(Saved entries)
────────
//! Request entities, one per transaction phase.
//!
//! A request entity holds the parameters of one phase of a transaction. Its
//! phase is fixed at construction; the scalar fields are set through explicit
//! setters before the entity is handed to a controller. Once sent, a request
//! entity is not reused, which the single-use controllers enforce by owning
//! their request.

use rust_decimal::Decimal;
use serde::{Deserialize, Serialize};

use crate::{
    entity::Phase,
    gateway::ChargeParams,
};

/// Offsite redirect URLs for the gateway's hosted approval page.
///
/// The gateway sends the customer back to `return_url` after approval and to
/// `cancel_url` if they abandon the flow. Both are opaque to this crate.
#[derive(Debug, Clone, PartialEq, Eq, Serialize, Deserialize)]
pub struct OffsiteUrls {
    /// Where the gateway redirects after the customer approves.
    pub return_url: String,
    /// Where the gateway redirects if the customer cancels.
    pub cancel_url: String,
}

/// Capability shared by the per-phase request entities.
///
/// A request entity knows which phase it belongs to and how to serialize
/// itself into the flat parameter set the gateway API accepts.
pub trait RequestData {
    /// The phase this request belongs to.
    fn phase(&self) -> Phase;

    /// Serializes this request into gateway charge parameters.
    fn charge_params(&self) -> ChargeParams;
}

/// Parameters for an authorize-phase request.
///
/// Amounts must be non-negative; the setters store what they are given and
/// the caller is responsible for supplying a valid amount.
#[derive(Debug, Clone)]
pub struct AuthorizeRequestData {
    offsite_urls: OffsiteUrls,
    transaction_id: String,
    amount: Decimal,
    currency: String,
}

impl AuthorizeRequestData {
    /// Creates an authorize request bound to the given redirect URLs.
    ///
    /// The transaction id, amount, and currency must be set before the
    /// request is handed to a controller.
    #[must_use]
    pub fn new(offsite_urls: OffsiteUrls) -> Self {
        Self {
            offsite_urls,
            transaction_id: String::new(),
            amount: Decimal::ZERO,
            currency: String::new(),
        }
    }

    /// Sets the caller-assigned transaction id.
    pub fn set_transaction_id(&mut self, transaction_id: impl Into<String>) {
        self.transaction_id = transaction_id.into();
    }

    /// Sets the amount to authorize. Must be non-negative.
    pub fn set_amount(&mut self, amount: Decimal) {
        self.amount = amount;
    }

    /// Sets the ISO 4217 currency code.
    pub fn set_currency(&mut self, currency: impl Into<String>) {
        self.currency = currency.into();
    }

    /// The caller-assigned transaction id.
    #[must_use]
    pub fn transaction_id(&self) -> &str {
        &self.transaction_id
    }

    /// The amount to authorize.
    #[must_use]
    pub fn amount(&self) -> Decimal {
        self.amount
    }

    /// The ISO 4217 currency code.
    #[must_use]
    pub fn currency(&self) -> &str {
        &self.currency
    }

    /// The offsite redirect URLs.
    #[must_use]
    pub fn offsite_urls(&self) -> &OffsiteUrls {
        &self.offsite_urls
    }
}

impl RequestData for AuthorizeRequestData {
    fn phase(&self) -> Phase {
        Phase::Authorize
    }

    fn charge_params(&self) -> ChargeParams {
        ChargeParams {
            transaction_id: self.transaction_id.clone(),
            amount: self.amount,
            currency: self.currency.clone(),
            return_url: Some(self.offsite_urls.return_url.clone()),
            cancel_url: Some(self.offsite_urls.cancel_url.clone()),
            transaction_reference: None,
            payer_id: None,
        }
    }
}

/// Parameters for a confirm-phase request.
///
/// In addition to the authorize fields, a confirm carries the gateway
/// reference returned by the prior authorize response and the payer id the
/// gateway appended to the return redirect.
#[derive(Debug, Clone)]
pub struct ConfirmRequestData {
    offsite_urls: OffsiteUrls,
    transaction_id: String,
    amount: Decimal,
    currency: String,
    transaction_reference: String,
    payer_id: String,
}

impl ConfirmRequestData {
    /// Creates a confirm request bound to the given redirect URLs.
    #[must_use]
    pub fn new(offsite_urls: OffsiteUrls) -> Self {
        Self {
            offsite_urls,
            transaction_id: String::new(),
            amount: Decimal::ZERO,
            currency: String::new(),
            transaction_reference: String::new(),
            payer_id: String::new(),
        }
    }

    /// Sets the caller-assigned transaction id.
    pub fn set_transaction_id(&mut self, transaction_id: impl Into<String>) {
        self.transaction_id = transaction_id.into();
    }

    /// Sets the amount to confirm. Must be non-negative.
    pub fn set_amount(&mut self, amount: Decimal) {
        self.amount = amount;
    }

    /// Sets the ISO 4217 currency code.
    pub fn set_currency(&mut self, currency: impl Into<String>) {
        self.currency = currency.into();
    }

    /// Sets the gateway reference returned by the authorize response.
    pub fn set_transaction_reference(&mut self, reference: impl Into<String>) {
        self.transaction_reference = reference.into();
    }

    /// Sets the payer id from the gateway's return redirect.
    pub fn set_payer_id(&mut self, payer_id: impl Into<String>) {
        self.payer_id = payer_id.into();
    }

    /// The caller-assigned transaction id.
    #[must_use]
    pub fn transaction_id(&self) -> &str {
        &self.transaction_id
    }

    /// The amount to confirm.
    #[must_use]
    pub fn amount(&self) -> Decimal {
        self.amount
    }

    /// The ISO 4217 currency code.
    #[must_use]
    pub fn currency(&self) -> &str {
        &self.currency
    }

    /// The gateway reference from the prior authorize response.
    #[must_use]
    pub fn transaction_reference(&self) -> &str {
        &self.transaction_reference
    }

    /// The payer id from the gateway's return redirect.
    #[must_use]
    pub fn payer_id(&self) -> &str {
        &self.payer_id
    }

    /// The offsite redirect URLs.
    #[must_use]
    pub fn offsite_urls(&self) -> &OffsiteUrls {
        &self.offsite_urls
    }
}

impl RequestData for ConfirmRequestData {
    fn phase(&self) -> Phase {
        Phase::Confirm
    }

    fn charge_params(&self) -> ChargeParams {
        ChargeParams {
            transaction_id: self.transaction_id.clone(),
            amount: self.amount,
            currency: self.currency.clone(),
            return_url: Some(self.offsite_urls.return_url.clone()),
            cancel_url: Some(self.offsite_urls.cancel_url.clone()),
            transaction_reference: Some(self.transaction_reference.clone()),
            payer_id: Some(self.payer_id.clone()),
        }
    }
}

/// Parameters for a capture-phase request.
///
/// A capture settles a confirmed authorization, so it carries the gateway
/// reference from the confirm response and no payer id. The customer is no
/// longer involved, so no redirect URLs are serialized.
#[derive(Debug, Clone)]
pub struct CaptureRequestData {
    transaction_id: String,
    amount: Decimal,
    currency: String,
    transaction_reference: String,
}

impl CaptureRequestData {
    /// Creates an empty capture request.
    #[must_use]
    pub fn new() -> Self {
        Self {
            transaction_id: String::new(),
            amount: Decimal::ZERO,
            currency: String::new(),
            transaction_reference: String::new(),
        }
    }

    /// Sets the caller-assigned transaction id.
    pub fn set_transaction_id(&mut self, transaction_id: impl Into<String>) {
        self.transaction_id = transaction_id.into();
    }

    /// Sets the amount to capture. Must be non-negative.
    pub fn set_amount(&mut self, amount: Decimal) {
        self.amount = amount;
    }

    /// Sets the ISO 4217 currency code.
    pub fn set_currency(&mut self, currency: impl Into<String>) {
        self.currency = currency.into();
    }

    /// Sets the gateway reference returned by the confirm response.
    pub fn set_transaction_reference(&mut self, reference: impl Into<String>) {
        self.transaction_reference = reference.into();
    }

    /// The caller-assigned transaction id.
    #[must_use]
    pub fn transaction_id(&self) -> &str {
        &self.transaction_id
    }

    /// The amount to capture.
    #[must_use]
    pub fn amount(&self) -> Decimal {
        self.amount
    }

    /// The ISO 4217 currency code.
    #[must_use]
    pub fn currency(&self) -> &str {
        &self.currency
    }

    /// The gateway reference from the prior confirm response.
    #[must_use]
    pub fn transaction_reference(&self) -> &str {
        &self.transaction_reference
    }
}

impl Default for CaptureRequestData {
    fn default() -> Self {
        Self::new()
    }
}

impl RequestData for CaptureRequestData {
    fn phase(&self) -> Phase {
        Phase::Capture
    }

    fn charge_params(&self) -> ChargeParams {
        ChargeParams {
            transaction_id: self.transaction_id.clone(),
            amount: self.amount,
            currency: self.currency.clone(),
            return_url: None,
            cancel_url: None,
            transaction_reference: Some(self.transaction_reference.clone()),
            payer_id: None,
        }
    }
}

#[cfg(test)]
mod tests {
    use super::*;

    fn urls() -> OffsiteUrls {
        OffsiteUrls {
            return_url: "https://shop.example.com/checkout/return".to_owned(),
            cancel_url: "https://shop.example.com/checkout/cancel".to_owned(),
        }
    }

    #[test]
    fn test_authorize_setters_store_verbatim() {
        let mut request = AuthorizeRequestData::new(urls());
        request.set_transaction_id("T-100");
        request.set_amount(Decimal::new(1999, 2));
        request.set_currency("USD");

        assert_eq!(request.transaction_id(), "T-100");
        assert_eq!(request.amount(), Decimal::new(1999, 2));
        assert_eq!(request.currency(), "USD");
        assert_eq!(request.phase(), Phase::Authorize);
    }

    #[test]
    fn test_authorize_charge_params_carry_redirect_urls() {
        let mut request = AuthorizeRequestData::new(urls());
        request.set_transaction_id("T-100");
        request.set_amount(Decimal::new(500, 2));
        request.set_currency("EUR");

        let params = request.charge_params();
        assert_eq!(
            params.return_url.as_deref(),
            Some("https://shop.example.com/checkout/return")
        );
        assert_eq!(
            params.cancel_url.as_deref(),
            Some("https://shop.example.com/checkout/cancel")
        );
        assert_eq!(params.transaction_reference, None);
        assert_eq!(params.payer_id, None);
    }

    #[test]
    fn test_confirm_charge_params_carry_reference_and_payer() {
        let mut request = ConfirmRequestData::new(urls());
        request.set_transaction_id("T-200");
        request.set_amount(Decimal::new(1999, 2));
        request.set_currency("USD");
        request.set_transaction_reference("PAY-1");
        request.set_payer_id("PAYER-9");

        let params = request.charge_params();
        assert_eq!(params.transaction_reference.as_deref(), Some("PAY-1"));
        assert_eq!(params.payer_id.as_deref(), Some("PAYER-9"));
        assert_eq!(request.phase(), Phase::Confirm);
    }

    #[test]
    fn test_capture_charge_params_omit_offsite_fields() {
        let mut request = CaptureRequestData::new();
        request.set_transaction_id("T-300");
        request.set_amount(Decimal::new(1999, 2));
        request.set_currency("USD");
        request.set_transaction_reference("PAY-CONFIRMED-4");

        let params = request.charge_params();
        assert_eq!(params.return_url, None);
        assert_eq!(params.cancel_url, None);
        assert_eq!(params.payer_id, None);
        assert_eq!(params.transaction_reference.as_deref(), Some("PAY-CONFIRMED-4"));
        assert_eq!(request.phase(), Phase::Capture);
    }
}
────────
For every line above with the word "https" in it, make a copy.

            return_url: "https://shop.example.com/checkout/return".to_owned(),
            cancel_url: "https://shop.example.com/checkout/cancel".to_owned(),
            Some("https://shop.example.com/checkout/return")
            Some("https://shop.example.com/checkout/cancel")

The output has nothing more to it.